Should they be? I don’t know. It’s true that a crime is a crime and pointing to a prisoners genitals and dehumanizing him is wrong, but the gray areas in war are now being interpreted in black and white. It’s got to really suck for those trying to wage the war.
Back home, we’re laying the blame at the feet of our leaders, who are, it goes without saying, to blame. But it’s not that politicians have become worse, more scandalous or less noble. It’s just that the rising tide of information and 24-hour scrutiny raises all villainous boats, or rather, reveals all imperfections. They’re just going about business as usual in the nasty world of politics and we’re poking our noses in where our noses do not belong.

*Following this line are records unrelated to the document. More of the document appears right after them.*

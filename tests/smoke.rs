//! End-to-end scenarios: generate, analyze and record the way the CLI does.

use rand::rngs::StdRng;
use rand::SeedableRng;

use allocseq::config::Config;
use allocseq::generator::{ManualPlan, SequenceGenerator};
use allocseq::runs::{analyze, longest_run};
use allocseq::session::AllocationSession;
use allocseq::{AllocError, AllocationPolicy, GroupCounts, Label};

fn session(n: usize, capacity: usize, seed: u64) -> AllocationSession {
    let cfg = Config {
        sequence_length: n,
        history_capacity: capacity,
        seed: Some(seed),
        ..Config::default()
    };
    AllocationSession::new(&cfg)
}

#[test]
fn systematic_200_alternates() {
    let mut rng = StdRng::seed_from_u64(0);
    let seq = SequenceGenerator::new()
        .generate(AllocationPolicy::Systematic, 200, &mut rng)
        .unwrap();
    for (i, label) in seq.iter().enumerate() {
        let expected = if i % 2 == 0 { Label::A } else { Label::B };
        assert_eq!(*label, expected, "position {}", i);
    }
    let stats = analyze(seq.labels());
    assert_eq!(stats.longest_run, 1);
    assert_eq!(seq.counts(), GroupCounts::new(100, 100));
}

#[test]
fn manual_200_balanced_plan_caps_runs() {
    let gen = SequenceGenerator::new();
    let plan = ManualPlan {
        imbalance: 0,
        favored: Label::A,
    };
    let seeds = 100;
    let mut within_cap = 0;
    for seed in 0..seeds {
        let mut rng = StdRng::seed_from_u64(seed);
        let seq = gen.generate_manual_with_plan(200, plan, &mut rng).unwrap();
        assert_eq!(seq.counts(), GroupCounts::new(100, 100));
        if longest_run(seq.labels()) <= 3 {
            within_cap += 1;
        }
    }
    assert!(within_cap >= 95, "only {} of {} seeds kept runs <= 3", within_cap, seeds);
}

#[test]
fn six_regenerations_keep_last_five_generations() {
    let mut s = session(200, 15, 7);
    for _ in 0..6 {
        s.regenerate().unwrap();
    }
    let history = s.history();
    assert_eq!(history.len(), 15);
    assert_eq!(history.generation_ids(), vec![6, 5, 4, 3, 2]);
    assert_eq!(history.current_generation_id(), 6);
    assert_eq!(history.next_generation_id(), 7);
}

#[test]
fn history_size_tracks_regenerations() {
    for capacity in [1, 4, 15, 30] {
        let mut s = session(60, capacity, 3);
        for k in 1..=12usize {
            s.regenerate().unwrap();
            let records = s.history().all();
            assert_eq!(records.len(), (3 * k).min(capacity));
            for pair in records.windows(2) {
                let (x, y) = (&pair[0], &pair[1]);
                assert!(
                    x.generation_id > y.generation_id
                        || (x.generation_id == y.generation_id && x.policy < y.policy)
                );
            }
        }
    }
}

#[test]
fn current_generation_matches_newest_records() {
    let mut s = session(300, 15, 11);
    s.regenerate().unwrap();
    s.regenerate().unwrap();
    let generation = s.current().unwrap();
    assert_eq!(generation.id, 2);
    let newest = s.history().current_records();
    assert_eq!(newest.len(), 3);
    for record in newest {
        let seq = generation.sequences.get(record.policy);
        assert_eq!(record.counts(), seq.counts());
        assert_eq!(record.run_stats.longest_run, longest_run(seq.labels()));
        assert_eq!(record.count_a + record.count_b, 300);
    }
}

#[test]
fn invalid_length_is_rejected_before_generation() {
    let mut s = session(0, 15, 1);
    let err = s.regenerate().unwrap_err();
    assert!(matches!(err, AllocError::InvalidArgument(_)));
    assert!(s.history().is_empty());

    let bad = Config::from_lookup(|key| (key == "SEQ_LEN").then(|| "150.5".to_string()));
    assert!(matches!(bad, Err(AllocError::InvalidArgument(_))));
}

This makes it impossible to wage a war like the one we’re trying to wage in Iraq. The Bush administration forged documents and lied in order to get us in there and kicking some ass, presumably to spark the economy as wars previously have done (I’m looking at you WWII) but the big payoff never came. Poor Bush! Here he is all dressed up and parachuting down to the deck of the carrier aircraft in front of a big MISSION ACCOMPLISHED banner, and no one gives a shit.
He had to have felt like the new quarterback of the team at the biggest high school in town who has been grooming and training for years to get on easy street, only to discover that no one cares about football the way they used to.
It’s got to also be hard for our servicemen and -women who are left holding the bag in terms of doing all the dirty work. These people somehow manage to believe in America as an idea despite the constant tarnishing. If there is anything that gives me hope, it’s that these people exist. Armed forces, thank you. You kick ass in so many ways.
What we really need if we ever want to feel like one big team of hearty corn fed American heros again is to have CNN, Fox news, MSNBC and every other private news organization censored by the government. It’s either that or deal with life as an amorphous disparate blob of a thousand different sentiments and no real agreement on anything.
We are basically a giant group of people who collectively have ADD. We have too much information to process, and too many opinions to get anything done.